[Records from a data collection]

══════════

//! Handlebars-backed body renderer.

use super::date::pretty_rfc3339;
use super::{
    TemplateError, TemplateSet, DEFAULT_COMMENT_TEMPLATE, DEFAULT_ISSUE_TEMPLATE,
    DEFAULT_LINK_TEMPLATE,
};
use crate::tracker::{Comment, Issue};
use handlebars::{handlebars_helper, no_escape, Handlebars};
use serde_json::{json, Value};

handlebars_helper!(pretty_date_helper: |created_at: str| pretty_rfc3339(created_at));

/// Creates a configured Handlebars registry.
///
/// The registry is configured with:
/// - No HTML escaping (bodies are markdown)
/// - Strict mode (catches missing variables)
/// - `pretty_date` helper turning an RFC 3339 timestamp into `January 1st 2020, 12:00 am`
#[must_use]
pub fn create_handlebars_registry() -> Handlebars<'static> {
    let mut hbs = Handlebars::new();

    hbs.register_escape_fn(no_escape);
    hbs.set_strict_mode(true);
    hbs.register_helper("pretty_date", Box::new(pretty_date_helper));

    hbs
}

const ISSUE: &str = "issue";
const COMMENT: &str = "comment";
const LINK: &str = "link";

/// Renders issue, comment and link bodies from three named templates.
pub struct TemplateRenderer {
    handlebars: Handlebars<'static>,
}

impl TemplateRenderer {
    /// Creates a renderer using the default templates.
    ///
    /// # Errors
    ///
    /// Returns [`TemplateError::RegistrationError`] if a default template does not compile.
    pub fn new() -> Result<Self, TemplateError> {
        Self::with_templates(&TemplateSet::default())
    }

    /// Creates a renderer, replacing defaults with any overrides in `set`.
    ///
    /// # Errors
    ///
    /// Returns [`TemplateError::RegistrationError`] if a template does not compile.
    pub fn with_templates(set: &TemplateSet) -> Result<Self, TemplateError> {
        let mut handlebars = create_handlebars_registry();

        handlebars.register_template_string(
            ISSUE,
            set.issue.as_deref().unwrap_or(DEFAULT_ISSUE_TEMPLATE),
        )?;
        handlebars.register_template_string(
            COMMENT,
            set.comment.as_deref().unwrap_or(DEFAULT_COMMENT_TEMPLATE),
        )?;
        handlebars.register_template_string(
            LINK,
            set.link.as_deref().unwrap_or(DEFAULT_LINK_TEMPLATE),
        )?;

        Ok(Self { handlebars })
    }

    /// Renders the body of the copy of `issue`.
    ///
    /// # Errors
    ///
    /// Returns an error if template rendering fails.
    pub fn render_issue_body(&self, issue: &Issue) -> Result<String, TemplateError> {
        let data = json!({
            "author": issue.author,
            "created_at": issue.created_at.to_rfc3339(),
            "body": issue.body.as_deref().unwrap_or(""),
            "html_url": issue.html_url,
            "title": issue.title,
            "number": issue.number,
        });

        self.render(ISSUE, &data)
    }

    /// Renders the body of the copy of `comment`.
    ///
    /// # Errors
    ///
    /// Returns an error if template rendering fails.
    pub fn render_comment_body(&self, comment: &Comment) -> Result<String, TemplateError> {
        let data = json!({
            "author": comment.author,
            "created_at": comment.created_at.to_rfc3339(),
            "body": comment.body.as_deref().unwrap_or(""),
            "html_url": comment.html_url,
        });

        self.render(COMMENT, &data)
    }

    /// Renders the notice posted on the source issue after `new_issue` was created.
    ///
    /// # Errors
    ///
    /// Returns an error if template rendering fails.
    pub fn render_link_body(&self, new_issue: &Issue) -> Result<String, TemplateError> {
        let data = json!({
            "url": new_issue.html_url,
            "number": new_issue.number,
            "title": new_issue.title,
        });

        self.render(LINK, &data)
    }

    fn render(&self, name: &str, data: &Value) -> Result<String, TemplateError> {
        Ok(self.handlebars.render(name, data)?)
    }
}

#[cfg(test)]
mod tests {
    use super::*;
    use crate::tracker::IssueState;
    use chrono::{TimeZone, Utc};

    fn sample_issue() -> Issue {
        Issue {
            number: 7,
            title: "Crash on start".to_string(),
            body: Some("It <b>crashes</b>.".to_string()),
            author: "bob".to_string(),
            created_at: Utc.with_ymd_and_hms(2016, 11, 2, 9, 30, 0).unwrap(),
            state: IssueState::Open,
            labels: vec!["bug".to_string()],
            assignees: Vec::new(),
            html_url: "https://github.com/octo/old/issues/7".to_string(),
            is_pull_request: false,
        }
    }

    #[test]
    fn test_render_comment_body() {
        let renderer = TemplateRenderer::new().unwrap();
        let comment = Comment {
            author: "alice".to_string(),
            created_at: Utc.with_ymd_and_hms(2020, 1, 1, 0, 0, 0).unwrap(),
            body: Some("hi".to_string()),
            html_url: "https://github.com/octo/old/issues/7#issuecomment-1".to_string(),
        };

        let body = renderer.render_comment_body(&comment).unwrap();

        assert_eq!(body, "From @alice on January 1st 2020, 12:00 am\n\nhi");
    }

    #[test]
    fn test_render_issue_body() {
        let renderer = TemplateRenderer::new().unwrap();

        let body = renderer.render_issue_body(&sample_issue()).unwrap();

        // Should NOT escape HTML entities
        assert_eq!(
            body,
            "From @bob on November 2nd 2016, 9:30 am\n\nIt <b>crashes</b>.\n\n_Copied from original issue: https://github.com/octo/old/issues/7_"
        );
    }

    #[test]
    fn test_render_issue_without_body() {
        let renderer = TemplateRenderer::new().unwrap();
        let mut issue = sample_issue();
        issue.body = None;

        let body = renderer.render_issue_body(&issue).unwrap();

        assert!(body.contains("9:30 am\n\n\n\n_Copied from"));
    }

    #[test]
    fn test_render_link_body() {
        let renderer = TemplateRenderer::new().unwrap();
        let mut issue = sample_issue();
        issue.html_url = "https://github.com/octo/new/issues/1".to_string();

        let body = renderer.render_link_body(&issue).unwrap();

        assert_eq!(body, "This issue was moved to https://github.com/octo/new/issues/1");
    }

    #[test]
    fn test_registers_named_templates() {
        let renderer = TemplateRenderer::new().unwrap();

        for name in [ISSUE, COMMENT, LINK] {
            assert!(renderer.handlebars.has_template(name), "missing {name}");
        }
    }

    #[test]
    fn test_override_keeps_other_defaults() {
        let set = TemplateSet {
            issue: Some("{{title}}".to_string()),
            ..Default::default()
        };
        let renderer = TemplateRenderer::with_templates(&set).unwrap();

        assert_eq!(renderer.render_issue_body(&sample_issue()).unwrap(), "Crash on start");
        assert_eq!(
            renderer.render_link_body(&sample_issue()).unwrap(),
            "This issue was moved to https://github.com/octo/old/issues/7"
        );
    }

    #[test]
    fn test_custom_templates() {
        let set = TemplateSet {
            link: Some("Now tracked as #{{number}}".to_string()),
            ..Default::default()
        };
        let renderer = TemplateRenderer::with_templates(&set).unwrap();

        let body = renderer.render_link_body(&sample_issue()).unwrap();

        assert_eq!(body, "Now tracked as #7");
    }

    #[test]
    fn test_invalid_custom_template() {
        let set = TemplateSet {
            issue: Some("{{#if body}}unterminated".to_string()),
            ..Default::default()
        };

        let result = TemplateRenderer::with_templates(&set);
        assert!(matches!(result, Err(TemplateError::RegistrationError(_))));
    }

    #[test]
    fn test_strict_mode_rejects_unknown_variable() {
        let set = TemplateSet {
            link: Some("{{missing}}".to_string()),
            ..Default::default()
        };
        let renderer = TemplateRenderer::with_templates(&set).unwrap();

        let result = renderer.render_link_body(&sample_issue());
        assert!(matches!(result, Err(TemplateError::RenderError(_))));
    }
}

══════════

- [Your instructions]
Tell how many lines in the records above carry the word "start". Only the number should appear in the reply.

- [Exercise output]
2